Uncoupling Stress & Past Trauma

I have a job that is engaging and meaningful but that can also be stressful. I love the work and want it to be useful and excellent–but the conditions we work in (multiple complex research projects at the same time, with different teams, overlapping deadlines, unpredictable clients, an ever-changing policy landscape, and a constant need to write proposals for future work  while we are trying to do a good job on our current work) can make it hard to do the work the way I know it should be done. Not to mention the colleagues who don’t deliver their piece of the work on time or on budget.

So lots of people have this kind of stress in their work lives, I know. We all have too much work to do in too short a time.

What’s been happening to me, I realize, is that I have been connecting the feeling overwhelmed and frustrated at work to feeling overwhelmed (and many other things) as a child and teen.
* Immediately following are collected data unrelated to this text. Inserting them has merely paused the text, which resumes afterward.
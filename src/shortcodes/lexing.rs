//! Lexing
//!
//!     The lexer turns a text buffer into a flat sequence of tokens. It works by
//!     repeatedly searching the rest of the buffer for the earliest enclosure (see
//!     [grammar](grammar)):
//!
//!         1. No enclosure left: the rest of the buffer becomes a single Text token and
//!            the lexer is exhausted.
//!         2. An enclosure further ahead: the text before it becomes a Text token, and the
//!            enclosure becomes a tag token. Both come back from the same step.
//!         3. An enclosure right at the cursor: only the tag token comes back.
//!
//!     The token stream is lossless: concatenating `raw()` of every token gives back the
//!     input, and positions are the byte offsets of each token in that input.
//!
//!     A lexer keeps its original buffer, so `rewind` replays the same input from the
//!     start without having to supply it again.

pub mod grammar;

use crate::shortcodes::error::Result;
use crate::shortcodes::token::Token;
use std::collections::VecDeque;

/// Cursor-based shortcode lexer over an owned buffer
#[derive(Debug, Clone)]
pub struct Lexer {
    source: String,
    cursor: usize,
    exhausted: bool,
    pending: VecDeque<Token>,
}

impl Lexer {
    pub fn new(source: impl Into<String>) -> Self {
        Self {
            source: source.into(),
            cursor: 0,
            exhausted: false,
            pending: VecDeque::new(),
        }
    }

    /// The full original input
    pub fn source(&self) -> &str {
        &self.source
    }

    /// Byte offset of the next unread character
    pub fn cursor(&self) -> usize {
        self.cursor
    }

    pub fn is_exhausted(&self) -> bool {
        self.exhausted && self.pending.is_empty()
    }

    /// Go back to the start of the original input
    pub fn rewind(&mut self) {
        self.cursor = 0;
        self.exhausted = false;
        self.pending.clear();
    }

    /// Scan the next step of input.
    ///
    /// Returns one token, or a text token followed by a tag token when free text
    /// precedes the next tag. An empty batch means the input is exhausted.
    pub fn next_tokens(&mut self) -> Result<Vec<Token>> {
        if self.exhausted {
            return Ok(Vec::new());
        }

        let rest = &self.source[self.cursor..];
        if rest.is_empty() {
            self.exhausted = true;
            return Ok(Vec::new());
        }

        let Some(found) = grammar::ENCLOSURE.find(rest) else {
            let token = Token::text(rest, self.cursor);
            self.cursor = self.source.len();
            self.exhausted = true;
            return Ok(vec![token]);
        };

        let mut batch = Vec::with_capacity(2);
        if found.start() > 0 {
            batch.push(Token::text(&rest[..found.start()], self.cursor));
        }
        let kind = grammar::classify(found.as_str());
        batch.push(Token::new(
            kind,
            found.as_str(),
            self.cursor + found.start(),
        )?);

        self.cursor += found.end();
        if self.cursor == self.source.len() {
            self.exhausted = true;
        }
        Ok(batch)
    }

    /// Drain the lexer, returning every remaining token in order
    pub fn tokens(&mut self) -> Result<Vec<Token>> {
        let mut tokens: Vec<Token> = self.pending.drain(..).collect();
        loop {
            let batch = self.next_tokens()?;
            if batch.is_empty() {
                return Ok(tokens);
            }
            tokens.extend(batch);
        }
    }
}

impl Iterator for Lexer {
    type Item = Result<Token>;

    fn next(&mut self) -> Option<Self::Item> {
        loop {
            if let Some(token) = self.pending.pop_front() {
                return Some(Ok(token));
            }
            match self.next_tokens() {
                Ok(batch) if batch.is_empty() => return None,
                Ok(batch) => self.pending.extend(batch),
                Err(err) => {
                    self.exhausted = true;
                    return Some(Err(err));
                }
            }
        }
    }
}

/// Tokenize a whole input in one go
pub fn lex(source: &str) -> Result<Vec<Token>> {
    Lexer::new(source).tokens()
}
Those unresolved traumatic experiences still carry a lot of the childish thinking that goes with trauma: I am bad, it’s my fault, no one will ever love me, I am broken, I am ashamed, I am dirty. So it’s possible to go from “this client wants their report two weeks early” to feeling waves of unexplained self-loathing. It happens faster and easier when I am working too much for a long period of time and see no end in sight, as happened to me last summer. I was so exhausted and so depressed that I took a three-month leave of absence in the fall.

So I’ve been back at work for nearly three months now, and I’ve worked every weekend this month, and many 12 hour days, on an enormous proposal we’ll be submitting in early April. I’m pretty worn out. And in recent weeks, I’ve had an upsurge in the “I’m so bad, I’m so disgusting” thinking.

And then something clicked. It started with realizing that the internal response I need to the “I’m so disgusting” thoughts is not “oh no, you aren’t, you are fine, you did this good thing, remember? You aren’t so bad.” I’ve tried that before but it doesn’t bring any relief.

The helpful response is actually, “Wow, you are really upset right now!”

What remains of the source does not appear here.